1 how to be assertive - it's a HUGELY beneficial skill that I wish I'd developed many years ago as a way of dealing with those particular personalities that are used to and like getting their own way almost constantly
2 just because you're related to someone doesn't mean you have to like them or even have much, if anything to do with them.
3 NOBODY gets parenting exactly right. Most are learning as they go and making mistakes along the way and wondering how the fuck the poor buggers are still alive!
4 a well paid job that makes you miserable is not worth doing, better to be in a lower paid job you're mostly happy in (also all jobs have pros and cons)
5 it's ok not to like everyone you meet and it's also ok that not everybody likes you.
6 speak with care - because once it's said it can't be unsaid (admittedly still a learning curve for me)
7 everybody's "hard" is different. Doesn't make it less hard.

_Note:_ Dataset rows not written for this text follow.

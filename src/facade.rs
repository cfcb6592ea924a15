use std::sync::Arc;

use crate::config::{Config, ResolverBackend};
use crate::enrichment::{InternetDbClient, IntelSource, enrich};
use crate::errors::Result;
use crate::report::{ScanResult, compose};
use crate::resolver::{DohResolver, HostResolver, SystemResolver, resolve};
use crate::risk::classify_risk;
use crate::target::classify;

/// High-level façade providing the library entry point.
///
/// A `Scanner` owns only its two collaborators and no per-scan state, so one
/// instance can serve any number of concurrent scans. Each scan runs its
/// stages strictly in order:
///
/// 1. classify the raw input (no network)
/// 2. resolve to an IPv4 address (skipped for literals)
/// 3. fetch host intelligence
/// 4. classify risk and compose the final record
///
/// The first failing stage aborts the scan; nothing is retried.
#[derive(Clone)]
pub struct Scanner {
    resolver: Arc<dyn HostResolver>,
    intel: Arc<dyn IntelSource>,
}

impl Scanner {
    /// Build a scanner from explicit collaborators (used by tests and embedders).
    pub fn new(resolver: Arc<dyn HostResolver>, intel: Arc<dyn IntelSource>) -> Self {
        Self { resolver, intel }
    }

    /// Build a scanner wired to the HTTP collaborators named in `config`.
    pub fn from_config(config: &Config) -> Result<Self> {
        config.validate()?;

        let resolver: Arc<dyn HostResolver> = match config.endpoints.resolver {
            ResolverBackend::Doh => Arc::new(DohResolver::new(
                config.endpoints.dns_url.clone(),
                &config.network.user_agent,
                config.network.dns_timeout,
            )?),
            ResolverBackend::System => Arc::new(SystemResolver::new(config.network.dns_timeout)),
        };

        let intel = Arc::new(InternetDbClient::new(
            config.endpoints.intel_url.clone(),
            &config.network.user_agent,
            config.network.enrichment_timeout,
        )?);

        Ok(Self::new(resolver, intel))
    }

    /// Run the full pipeline for one user-supplied target.
    pub async fn run_scan(&self, raw_target: &str) -> Result<ScanResult> {
        let target = classify(raw_target)?;
        let host = resolve(&target, self.resolver.as_ref()).await?;
        let record = enrich(&host, self.intel.as_ref()).await?;
        let risk_level = classify_risk(&record);
        tracing::debug!(input = %target, ip = %host, risk = %risk_level, "scan complete");
        Ok(compose(&host, record, risk_level))
    }
}
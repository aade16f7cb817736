//! Common utilities and types shared across rsgroup

pub mod audit;
pub mod config;
pub mod error;
pub mod logging;
pub mod metrics;
pub mod utils;

pub use audit::{AuditEntry, AuditEventType, AuditLogger};
pub use config::Config;
pub use error::{Error, Result};
pub use logging::init_tracing;
pub use metrics::METRICS;
pub use utils::{parse_duration, parse_servers, timestamp_now_millis, ServerId};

Eg I have always loved kids and been looking after other people's kids for donkeys years in various forms so I found being a sahm relatively easy. Because I'm suited to it. BUT that doesn't mean it is for everyone. When I then became a working single mum I found that incredibly hard as it wasn't suited to my personality at all but I had people in real life and on another forum think I was unreasonable in finding it hard - yet they couldn't have coped as sahm's. I also have OCD. I've found it very useful when coming across people who are less than synpathetic to find out what their fear/phobia is (OCD for me at least is a TON of phobias) I've then presented them with a scenario in which they have to spend every moment of their lives overwhelmed by the thing that causes them the most fear - eg if spiders "ok well imagine from as soon as you wake up until you go to sleep at night everything you do you are having to be surrounded by tarantulas, every task you have to clear tarantulas out the way" then they kinda start to get it.

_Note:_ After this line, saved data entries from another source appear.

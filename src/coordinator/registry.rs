//! Group registry
//!
//! Authoritative mapping of servers and tables to groups. Every server and
//! every table belongs to exactly one group; identities that were never
//! placed explicitly belong to [`DEFAULT_GROUP`].
//!
//! All mutations run under a single write lock and validate every input
//! before touching state, so a failed call leaves the registry unchanged.

use crate::common::utils::{validate_group_name, validate_table_name};
use crate::common::{Result, ServerId};
use parking_lot::{RwLock, RwLockReadGuard};
use serde::{Deserialize, Serialize};
use std::collections::{BTreeMap, BTreeSet, HashMap};

/// Name of the group that can never be removed
pub const DEFAULT_GROUP: &str = "default";

/// A named group of servers and tables
#[derive(Debug, Clone, PartialEq, Eq, Serialize, Deserialize)]
pub struct GroupInfo {
    pub name: String,
    #[serde(default)]
    pub servers: BTreeSet<ServerId>,
    #[serde(default)]
    pub tables: BTreeSet<String>,
}

impl GroupInfo {
    pub fn new(name: impl Into<String>) -> Self {
        Self {
            name: name.into(),
            servers: BTreeSet::new(),
            tables: BTreeSet::new(),
        }
    }

    pub fn contains_server(&self, server: &ServerId) -> bool {
        self.servers.contains(server)
    }

    pub fn contains_table(&self, table: &str) -> bool {
        self.tables.contains(table)
    }

    pub fn is_default(&self) -> bool {
        self.name == DEFAULT_GROUP
    }
}

/// Outcome of moving one server
#[derive(Debug, Clone, PartialEq, Eq)]
pub struct ServerMove {
    pub server: ServerId,
    pub from: String,
    pub to: String,
}

impl ServerMove {
    pub fn is_noop(&self) -> bool {
        self.from == self.to
    }
}

/// Outcome of moving one table
#[derive(Debug, Clone, PartialEq, Eq)]
pub struct TableMove {
    pub table: String,
    pub from: String,
    pub to: String,
}

impl TableMove {
    pub fn is_noop(&self) -> bool {
        self.from == self.to
    }
}

#[derive(Debug)]
struct RegistryState {
    groups: BTreeMap<String, GroupInfo>,
    /// Tracked servers only; untracked servers fall back to default
    server_index: HashMap<ServerId, String>,
    table_index: HashMap<String, String>,
}

impl RegistryState {
    fn empty() -> Self {
        let mut groups = BTreeMap::new();
        groups.insert(DEFAULT_GROUP.to_string(), GroupInfo::new(DEFAULT_GROUP));
        Self {
            groups,
            server_index: HashMap::new(),
            table_index: HashMap::new(),
        }
    }

    fn group_name_of_server(&self, server: &ServerId) -> &str {
        self.server_index
            .get(server)
            .map(String::as_str)
            .unwrap_or(DEFAULT_GROUP)
    }

    fn group_name_of_table(&self, table: &str) -> &str {
        self.table_index
            .get(table)
            .map(String::as_str)
            .unwrap_or(DEFAULT_GROUP)
    }

    fn group(&self, name: &str) -> Result<&GroupInfo> {
        self.groups.get(name).ok_or_else(|| {
            crate::Error::Internal(format!("index references missing group '{}'", name))
        })
    }

    fn require_group(&self, name: &str) -> Result<()> {
        if self.groups.contains_key(name) {
            Ok(())
        } else {
            Err(crate::Error::NotFound(format!("group '{}'", name)))
        }
    }
}

/// Thread-safe group registry
#[derive(Debug)]
pub struct GroupRegistry {
    state: RwLock<RegistryState>,
}

impl GroupRegistry {
    /// Registry holding only the (empty) default group
    pub fn new() -> Self {
        Self {
            state: RwLock::new(RegistryState::empty()),
        }
    }

    /// Rebuild a registry from a snapshot.
    ///
    /// The default group is added when absent. Duplicate names and servers or
    /// tables claimed by more than one group are rejected.
    pub fn from_groups(groups: impl IntoIterator<Item = GroupInfo>) -> Result<Self> {
        let mut state = RegistryState::empty();
        let mut seen_default = false;

        for group in groups {
            validate_group_name(&group.name)?;
            if group.is_default() {
                if seen_default {
                    return Err(crate::Error::InvalidState(format!(
                        "group '{}' appears twice",
                        DEFAULT_GROUP
                    )));
                }
                seen_default = true;
            } else if state.groups.contains_key(&group.name) {
                return Err(crate::Error::InvalidState(format!(
                    "group '{}' appears twice",
                    group.name
                )));
            }

            for server in &group.servers {
                if let Some(owner) = state.server_index.insert(server.clone(), group.name.clone()) {
                    return Err(crate::Error::InvalidState(format!(
                        "server {} belongs to both '{}' and '{}'",
                        server, owner, group.name
                    )));
                }
            }
            for table in &group.tables {
                validate_table_name(table)?;
                if let Some(owner) = state.table_index.insert(table.clone(), group.name.clone()) {
                    return Err(crate::Error::InvalidState(format!(
                        "table {} belongs to both '{}' and '{}'",
                        table, owner, group.name
                    )));
                }
            }

            state.groups.insert(group.name.clone(), group);
        }

        Ok(Self {
            state: RwLock::new(state),
        })
    }

    /// Consistent read view for evaluating many lookups at once
    pub fn read(&self) -> RegistryView<'_> {
        RegistryView {
            state: self.state.read(),
        }
    }

    // === Group operations ===

    pub fn create_group(&self, name: &str) -> Result<()> {
        validate_group_name(name)?;

        let mut state = self.state.write();
        if state.groups.contains_key(name) {
            return Err(crate::Error::AlreadyExists(format!("group '{}'", name)));
        }
        state.groups.insert(name.to_string(), GroupInfo::new(name));

        tracing::info!(group = name, "Created group");
        Ok(())
    }

    /// Remove an empty group. Servers are never moved implicitly.
    pub fn delete_group(&self, name: &str) -> Result<GroupInfo> {
        if name == DEFAULT_GROUP {
            return Err(crate::Error::InvalidState(format!(
                "group '{}' cannot be removed",
                DEFAULT_GROUP
            )));
        }

        let mut state = self.state.write();
        let group = state
            .groups
            .get(name)
            .ok_or_else(|| crate::Error::NotFound(format!("group '{}'", name)))?;

        if !group.tables.is_empty() {
            return Err(crate::Error::InvalidState(format!(
                "group '{}' still has {} table(s)",
                name,
                group.tables.len()
            )));
        }
        if !group.servers.is_empty() {
            return Err(crate::Error::InvalidState(format!(
                "group '{}' still has {} server(s); move them first",
                name,
                group.servers.len()
            )));
        }

        let removed = state
            .groups
            .remove(name)
            .ok_or_else(|| crate::Error::Internal(format!("group '{}' vanished", name)))?;

        tracing::info!(group = name, "Removed group");
        Ok(removed)
    }

    pub fn get_group(&self, name: &str) -> Result<GroupInfo> {
        self.state
            .read()
            .groups
            .get(name)
            .cloned()
            .ok_or_else(|| crate::Error::NotFound(format!("group '{}'", name)))
    }

    pub fn group_of_server(&self, server: &ServerId) -> Result<GroupInfo> {
        let state = self.state.read();
        state.group(state.group_name_of_server(server)).cloned()
    }

    pub fn group_of_table(&self, table: &str) -> Result<GroupInfo> {
        let state = self.state.read();
        state.group(state.group_name_of_table(table)).cloned()
    }

    pub fn tables_of_group(&self, name: &str) -> Result<BTreeSet<String>> {
        Ok(self.get_group(name)?.tables)
    }

    /// Snapshot of all groups, default first, then by name
    pub fn list_groups(&self) -> Vec<GroupInfo> {
        let state = self.state.read();
        let mut groups = Vec::with_capacity(state.groups.len());
        if let Some(default) = state.groups.get(DEFAULT_GROUP) {
            groups.push(default.clone());
        }
        groups.extend(
            state
                .groups
                .values()
                .filter(|g| !g.is_default())
                .cloned(),
        );
        groups
    }

    /// Same content as [`list_groups`](Self::list_groups), for persistence
    pub fn snapshot(&self) -> Vec<GroupInfo> {
        self.list_groups()
    }

    // === Server operations ===

    pub fn is_tracked_server(&self, server: &ServerId) -> bool {
        self.state.read().server_index.contains_key(server)
    }

    /// Record first-seen servers as members of the default group.
    /// Returns how many servers were newly tracked.
    pub fn track_servers<'a>(&self, servers: impl IntoIterator<Item = &'a ServerId>) -> usize {
        let unseen: Vec<ServerId> = {
            let state = self.state.read();
            servers
                .into_iter()
                .filter(|s| !state.server_index.contains_key(*s))
                .cloned()
                .collect()
        };
        if unseen.is_empty() {
            return 0;
        }

        let mut state = self.state.write();
        let mut added = 0;
        for server in unseen {
            // re-check: another writer may have placed it meanwhile
            if state.server_index.contains_key(&server) {
                continue;
            }
            state
                .server_index
                .insert(server.clone(), DEFAULT_GROUP.to_string());
            if let Some(default) = state.groups.get_mut(DEFAULT_GROUP) {
                default.servers.insert(server);
            }
            added += 1;
        }
        added
    }

    /// Move servers into `target`, all or nothing.
    pub fn move_servers(&self, servers: &[ServerId], target: &str) -> Result<Vec<ServerMove>> {
        let mut state = self.state.write();
        state.require_group(target)?;

        let moves: Vec<ServerMove> = servers
            .iter()
            .map(|server| ServerMove {
                server: server.clone(),
                from: state.group_name_of_server(server).to_string(),
                to: target.to_string(),
            })
            .collect();
        for mv in &moves {
            state.group(&mv.from)?;
        }

        for mv in moves.iter().filter(|mv| !mv.is_noop()) {
            if let Some(source) = state.groups.get_mut(&mv.from) {
                source.servers.remove(&mv.server);
            }
            if let Some(dest) = state.groups.get_mut(target) {
                dest.servers.insert(mv.server.clone());
            }
            state
                .server_index
                .insert(mv.server.clone(), target.to_string());
        }
        // untracked servers already in default still need to be listed there
        for mv in moves.iter().filter(|mv| mv.is_noop()) {
            if !state.server_index.contains_key(&mv.server) {
                state
                    .server_index
                    .insert(mv.server.clone(), target.to_string());
                if let Some(dest) = state.groups.get_mut(target) {
                    dest.servers.insert(mv.server.clone());
                }
            }
        }

        Ok(moves)
    }

    // === Table operations ===

    /// Record first-seen tables as members of the default group.
    /// Returns how many tables were newly tracked.
    pub fn track_tables<'a>(&self, tables: impl IntoIterator<Item = &'a str>) -> usize {
        let unseen: BTreeSet<String> = {
            let state = self.state.read();
            tables
                .into_iter()
                .filter(|t| !t.is_empty() && !state.table_index.contains_key(*t))
                .map(str::to_string)
                .collect()
        };
        if unseen.is_empty() {
            return 0;
        }

        let mut state = self.state.write();
        let mut added = 0;
        for table in unseen {
            if state.table_index.contains_key(&table) {
                continue;
            }
            state
                .table_index
                .insert(table.clone(), DEFAULT_GROUP.to_string());
            if let Some(default) = state.groups.get_mut(DEFAULT_GROUP) {
                default.tables.insert(table);
            }
            added += 1;
        }
        added
    }

    /// Move tables into `target`, all or nothing.
    pub fn move_tables(&self, tables: &[String], target: &str) -> Result<Vec<TableMove>> {
        for table in tables {
            validate_table_name(table)?;
        }

        let mut state = self.state.write();
        state.require_group(target)?;

        let moves: Vec<TableMove> = tables
            .iter()
            .map(|table| TableMove {
                table: table.clone(),
                from: state.group_name_of_table(table).to_string(),
                to: target.to_string(),
            })
            .collect();
        for mv in &moves {
            state.group(&mv.from)?;
        }

        for mv in moves.iter().filter(|mv| !mv.is_noop()) {
            if let Some(source) = state.groups.get_mut(&mv.from) {
                source.tables.remove(&mv.table);
            }
            if let Some(dest) = state.groups.get_mut(target) {
                dest.tables.insert(mv.table.clone());
            }
            state.table_index.insert(mv.table.clone(), target.to_string());
        }
        for mv in moves.iter().filter(|mv| mv.is_noop()) {
            if !state.table_index.contains_key(&mv.table) {
                state.table_index.insert(mv.table.clone(), target.to_string());
                if let Some(dest) = state.groups.get_mut(target) {
                    dest.tables.insert(mv.table.clone());
                }
            }
        }

        Ok(moves)
    }
}

impl Default for GroupRegistry {
    fn default() -> Self {
        Self::new()
    }
}

/// Read-locked view of the registry
pub struct RegistryView<'a> {
    state: RwLockReadGuard<'a, RegistryState>,
}

impl RegistryView<'_> {
    pub fn group_name_of_server(&self, server: &ServerId) -> &str {
        self.state.group_name_of_server(server)
    }

    pub fn group_name_of_table(&self, table: &str) -> &str {
        self.state.group_name_of_table(table)
    }

    /// All tracked servers with their group
    pub fn tracked_servers(&self) -> impl Iterator<Item = (&ServerId, &str)> + '_ {
        self.state
            .server_index
            .iter()
            .map(|(server, group)| (server, group.as_str()))
    }
}
//! Error types for rsgroup

use std::time::Duration;
use thiserror::Error;

pub type Result<T> = std::result::Result<T, Error>;

#[derive(Error, Debug)]
pub enum Error {
    // === Membership Errors ===
    #[error("Not found: {0}")]
    NotFound(String),

    #[error("Already exists: {0}")]
    AlreadyExists(String),

    #[error("Invalid state: {0}")]
    InvalidState(String),

    #[error("Invalid argument: {0}")]
    InvalidArgument(String),

    // === Transition Errors ===
    /// The membership change was applied but live placement did not converge
    /// before the deadline.
    #[error("Timed out after {waited:?} waiting for server transition to finish: {servers:?}")]
    TransitionTimeout {
        servers: Vec<String>,
        waited: Duration,
    },

    #[error("Wait for server transition was cancelled")]
    Cancelled,

    // === Scheduler Errors ===
    #[error("Connection failed: {0}")]
    ConnectionFailed(String),

    // === Config Errors ===
    #[error("Invalid configuration: {0}")]
    InvalidConfig(String),

    #[error("Configuration error: {0}")]
    Config(#[from] config::ConfigError),

    // === I/O Errors ===
    #[error("I/O error: {0}")]
    Io(#[from] std::io::Error),

    // === Generic ===
    #[error("Internal error: {0}")]
    Internal(String),
}

impl Error {
    /// Is this a retryable error?
    ///
    /// `TransitionTimeout` is deliberately not retryable: the change is
    /// already applied and retrying does not unstick the scheduler.
    pub fn is_retryable(&self) -> bool {
        matches!(self, Error::ConnectionFailed(_))
    }

    /// True when the registry was updated even though the call failed.
    pub fn is_applied(&self) -> bool {
        matches!(self, Error::TransitionTimeout { .. } | Error::Cancelled)
    }
}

8 equally - don't make your life harder than it needs to be. On mn this is often stated as "lower your standards". Your home doesn't have to be perfectly neat and tidy all the time, use shortcuts if they'll make your life easier in other ways there are no prizes for being a martyr. I don't iron, I've recently discovered how easy dresses make life!, it's not going to do anyone else any harm if I occasionally have a bowl of cereal for dinner!
9 pick your battles - especially with kids. (Again still kinda learning this one myself) It's all too easy to get mired in ALL the little annoying things a child/spouse/partner does. Sometimes it's the thin end of the wedge - I get that - but sometimes it's just different standards to others.

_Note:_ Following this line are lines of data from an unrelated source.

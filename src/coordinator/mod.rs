//! Group membership coordination
//!
//! The coordinator is responsible for:
//! - The group registry (server/table → group mapping)
//! - Membership changes (add/remove groups, move servers and tables)
//! - Waiting for the scheduler to converge after servers move
//! - Diagnostics on servers in transition

pub mod admin;
pub mod mock;
pub mod mutator;
pub mod observer;
pub mod registry;
pub mod transition;

pub use admin::GroupAdmin;
pub use mock::MockScheduler;
pub use observer::{AssignmentObserver, Assignments, PartitionId, TransitionStatus};
pub use registry::{GroupInfo, GroupRegistry, DEFAULT_GROUP};
pub use transition::{ServerTransition, TransitionCoordinator, TransitionRecord};
//! Shared helpers for the integration tests

#![allow(dead_code)]

use rsgroup::{Config, GroupAdmin, GroupRegistry, MockScheduler, PartitionId, ServerId};
use std::sync::Arc;
use std::time::Duration;
use tokio::task::JoinHandle;
use tokio_util::sync::CancellationToken;

pub fn sid(s: &str) -> ServerId {
    ServerId::parse(s).unwrap()
}

pub fn test_config() -> Config {
    Config::default()
        .with_operation_timeout(Duration::from_secs(5))
        .with_poll_interval(Duration::from_millis(100))
}

/// Admin over a mock scheduler with the given servers online
pub fn cluster(servers: &[&str]) -> (GroupAdmin, Arc<MockScheduler>) {
    let servers: Vec<ServerId> = servers.iter().map(|s| sid(s)).collect();
    let scheduler = Arc::new(MockScheduler::with_servers(&servers));
    let admin = GroupAdmin::new(scheduler.clone(), &test_config()).unwrap();
    (admin, scheduler)
}

/// Create `count` partitions of `table`, spread over `servers`
pub fn create_table(scheduler: &MockScheduler, table: &str, count: usize, servers: &[&str]) {
    for i in 0..count {
        let server = sid(servers[i % servers.len()]);
        scheduler.assign(&server, PartitionId::new(table, format!("{}-r{}", table, i)));
    }
}

/// Emulates the balancer: reconciles placement every `every` until stopped
pub fn spawn_reconciler(
    scheduler: Arc<MockScheduler>,
    registry: Arc<GroupRegistry>,
    every: Duration,
) -> (CancellationToken, JoinHandle<()>) {
    let stop = CancellationToken::new();
    let token = stop.clone();
    let handle = tokio::spawn(async move {
        loop {
            tokio::select! {
                _ = token.cancelled() => break,
                _ = tokio::time::sleep(every) => {
                    scheduler.reconcile(&registry);
                }
            }
        }
    });
    (stop, handle)
}

/// Partition invariant: every tracked server and every placed table is
/// listed by exactly one group
pub fn assert_partitioned(groups: &[rsgroup::GroupInfo]) {
    let mut servers = std::collections::BTreeSet::new();
    let mut tables = std::collections::BTreeSet::new();
    for group in groups {
        for server in &group.servers {
            assert!(servers.insert(server.clone()), "{} in two groups", server);
        }
        for table in &group.tables {
            assert!(tables.insert(table.clone()), "{} in two groups", table);
        }
    }
}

10 never feel ashamed of what you enjoy.
There's a lot of snobbery in society around certain hobbies/pastimes. I love watching tv as in I really genuinely enjoy it and get very involved in learning about the shows I watch and their development and the actors, directors, writers etc. I used to be embarrassed of this as being "just a telly addict" not any more. Gaming, LARP & I'm sure others I can't think of right now are treated dismissively by those not into them, as long as a hobby/pastime doesn't prevent you from being a responsible adult in the rest of your life how you choose to relax is entirely your business and nobody has the right to shame you for it.
11 friendships just like relationships require effort. Value your friends and thank them when they have gone above and beyond. It can be hard to make the time for friends when you're newly partnered and possibly in early days of parenting. But it is good to make time for yourself and for friendships inc with those friends at different life stages to you. It maintains the friendship (remember you're friends for a reason) and gives you a different perspective on life from the life stage you're currently in. Which can be really good for your mh and help you remember who YOU are when you're not busy being someone's wife or mother.
12 that doesn't mean you have to put up with poor treatment though. Someone who treats you poorly without consideration for your feelings or difficulties is not a friend.
So... What do you wiser/older mners wish you'd known as a younger person?